Tuesday, May 25, 2010

All Alone in a Crowded Room

Tonight was one of the most emotionally difficult and challenging nights in our journey to adopt a baby. And the weird thing is, you'd have never even suspected or realized it if you weren't us.

Which you aren't.

I don't think.

As required by our agency -- and rightfully so -- we attended a class at a local hospital on infant care. Seems innocent and simple enough, right? Well it is....and it isn't.

If you're a guy who impregnated his wife and are attending this class with her, you probably feel perfectly normal.

If you're a woman sporting a big, cute pregnant belly and are attending this class with your husband, you probably feel perfectly normal.

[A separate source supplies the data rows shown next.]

//! Character-level automaton
//!
//!     The automaton is a pure transition function: given one character and the set of active
//!     states, it returns the tags satisfied by that transition and the next set of active
//!     states. All memory of how the scan got here lives in the caller-held state set.
//!
//!     Several start states may be active at once, so overlapping tag classes (an identifier
//!     class and a keyword class, say) advance in lockstep. A transition can also retract
//!     tags. Retractions are applied after every insertion for the character, which is what
//!     lets a reserved word win over the generic class reached by the same transition.
//!
//!     State [ACCEPT] is a sentinel: it has no outgoing transitions and its presence in the
//!     next-state set means "the match ending here is acceptable".

use crate::transmuter::lexing::tag::{TagId, TagSet};
use std::collections::{BTreeSet, HashMap};

/// Automaton state identifier.
pub type StateId = u32;

/// The accept marker.
pub const ACCEPT: StateId = 0;

/// A set of active states.
pub type StateSet = BTreeSet<StateId>;

/// A predicate over characters, labelling a transition.
#[derive(Debug, Clone, PartialEq, Eq)]
pub enum CharClass {
    Char(char),
    /// Inclusive range.
    Range(char, char),
    OneOf(Vec<char>),
    Any,
    Not(Box<CharClass>),
    Union(Vec<CharClass>),
}

impl CharClass {
    pub fn range(low: char, high: char) -> Self {
        CharClass::Range(low, high)
    }

    pub fn one_of(chars: &str) -> Self {
        CharClass::OneOf(chars.chars().collect())
    }

    pub fn union<I: IntoIterator<Item = CharClass>>(classes: I) -> Self {
        CharClass::Union(classes.into_iter().collect())
    }

    pub fn negate(self) -> Self {
        CharClass::Not(Box::new(self))
    }

    /// ASCII letters and underscore.
    pub fn word_start() -> Self {
        CharClass::union([
            CharClass::range('A', 'Z'),
            CharClass::Char('_'),
            CharClass::range('a', 'z'),
        ])
    }

    /// ASCII letters, digits and underscore.
    pub fn word_continue() -> Self {
        CharClass::union([CharClass::range('0', '9'), CharClass::word_start()])
    }

    pub fn matches(&self, ch: char) -> bool {
        match self {
            CharClass::Char(c) => *c == ch,
            CharClass::Range(low, high) => (*low..=*high).contains(&ch),
            CharClass::OneOf(chars) => chars.contains(&ch),
            CharClass::Any => true,
            CharClass::Not(inner) => !inner.matches(ch),
            CharClass::Union(classes) => classes.iter().any(|class| class.matches(ch)),
        }
    }
}

impl From<char> for CharClass {
    fn from(ch: char) -> Self {
        CharClass::Char(ch)
    }
}

/// One labelled edge of the automaton.
#[derive(Debug, Clone, PartialEq, Eq)]
pub struct Transition {
    pub from: StateId,
    pub class: CharClass,
    pub to: Vec<StateId>,
    pub asserts: Vec<TagId>,
    pub retracts: Vec<TagId>,
}

impl Transition {
    pub fn new(from: StateId, class: impl Into<CharClass>) -> Self {
        Self {
            from,
            class: class.into(),
            to: Vec::new(),
            asserts: Vec::new(),
            retracts: Vec::new(),
        }
    }

    pub fn to<I: IntoIterator<Item = StateId>>(mut self, states: I) -> Self {
        self.to.extend(states);
        self
    }

    /// Mark the target as accepting.
    pub fn accept(mut self) -> Self {
        self.to.push(ACCEPT);
        self
    }

    pub fn asserting<I: IntoIterator<Item = TagId>>(mut self, tags: I) -> Self {
        self.asserts.extend(tags);
        self
    }

    pub fn retracting<I: IntoIterator<Item = TagId>>(mut self, tags: I) -> Self {
        self.retracts.extend(tags);
        self
    }
}

/// Result of feeding one character.
#[derive(Debug, Clone, PartialEq, Eq, Default)]
pub struct Step {
    /// Tags satisfied by this transition, retractions applied.
    pub tags: TagSet,
    /// Active states after the character, possibly including [ACCEPT].
    pub next: StateSet,
}

/// The transition table, indexed by source state.
#[derive(Debug, Clone, Default)]
pub struct Automaton {
    transitions: Vec<Transition>,
    outgoing: HashMap<StateId, Vec<usize>>,
}

impl Automaton {
    pub fn new(transitions: Vec<Transition>) -> Self {
        let mut outgoing: HashMap<StateId, Vec<usize>> = HashMap::new();
        for (index, transition) in transitions.iter().enumerate() {
            outgoing.entry(transition.from).or_default().push(index);
        }
        Self {
            transitions,
            outgoing,
        }
    }

    pub fn transitions(&self) -> &[Transition] {
        &self.transitions
    }

    /// Feed `ch` to every active state.
    pub fn step(&self, ch: char, active: &StateSet) -> Step {
        let mut step = Step::default();
        let mut retracted = TagSet::new();

        for state in active.iter().filter(|state| **state != ACCEPT) {
            let Some(edges) = self.outgoing.get(state) else {
                continue;
            };
            for transition in edges.iter().map(|index| &self.transitions[*index]) {
                if transition.class.matches(ch) {
                    step.tags.extend(transition.asserts.iter().copied());
                    retracted.extend(transition.retracts.iter().copied());
                    step.next.extend(transition.to.iter().copied());
                }
            }
        }

        for tag in &retracted {
            step.tags.remove(tag);
        }
        step
    }
}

But if you're an adoptive couple with no pregnant belly to display, and are being looked at a little differently because people are not really sure why exactly you're in that class, then you sure as hell don't feel perfectly normal.

Such was the case for us tonight as we sat through an otherwise well taught and clearly presented class on caring for newborn babies. And don't get me wrong, we learned a lot of good stuff that can and will be applied when we become parents. But the truth is that we were apprehensive about going to this class tonight to begin with. Since entering the official "waiting phase" a month ago, we've really been struggling with not knowing when our baby is coming home; when that phone call is coming; and knowing that most other expecting parents have full clarity in those areas. (Note: if you're one of our pregnant friends, please know we're not bitter at you at all, and are excited for you; we're just really struggling in this gray area of unpredictability right now).

We tried to go into this infant care class with a positive attitude, but right from the start, the instructor spent a lot of time on aspects of the birth itself, followed by loads of information on the importance of breastfeeding. This was certainly not out of place given the obviously pregnant women throughout the room, but would it have hurt so much to simply ask the crowded room of couples if there was anyone currently in the adoption process? When is it going to come to the point when adoption can be legitimately recognized in these kinds of infant care classes without the class having to be a specific "adoptive couples" class??

Throughout the two hour class, Tara and I seemed to take turns mentally checking out at various intervals. At the end, as we were turning in our class evaluation, the instructor asked Tara when she's due; always a great thing to ask a non-pregnant woman. We said we're adopting, which surprisingly, seemed to catch her way off guard. Is this really the mentality of infant health care in the year 2010?

As we exited the classroom, pretty emotionally detached, we purposely distanced ourselves from the five or six pregnant couples in front of us, hoping to avoid any chance of interaction. Now mind you, Tara and I are hopeless chatterboxes, and 99.9% of the time, we embrace any kind of potential awkwardness and happily discuss adoption in detail with anyone. Unfortunately, tonight was .1% of those other times.

After a few minutes of hanging out in the hallway to let everyone else exit, we headed to the elevator to find one of the couples still there. Crap! Didn't wait long enough! As we got into the elevator and literally stared at the floor, hoping for a quick and silent ride down to the parking garage, the guy inevitably spoke up: "When are you due?"

And just like that, the part of my brain that keeps me from making crudely sarcastic comments at inappropriate times got switched off. "I wish we knew!!" came my blunt response, followed by a few moments of awkward banter in which we, regretfully, were probably a bit stand off-ish.

We got in the car and left, feeling as though we'd run an emotional marathon, which was compounded by learning that the Phillies had lost 8-0 to the Mets. You know, the important things in life...

This blog entry is not about throwing a pity party or thinking that people should feel sorry for us. We are unbelievably blessed in every way and never want to lose sight of that. And we are going to someday be the parents of a beautiful baby, which keeps us excited every day. But we are pretty upset at the way our infant care class seemed to completely ignore the fact that a growing number of couples attending these classes are adopting due to infertility...and that maybe, just maybe, those couples are feeling somewhat inferior and a little out of place in a room full of pregnant bellies. If this blog serves any credible purpose to any infertile couples in the same situation, please know you're not alone. And if this blog ever falls upon the eyes of an infant care class instructor, please understand that adoptive couples deserve to be acknowledged as legitimate parents-to-be, instead of simply assuming all couples in your class (especially the ones who clearly don't look pregnant!) have due dates to give birth.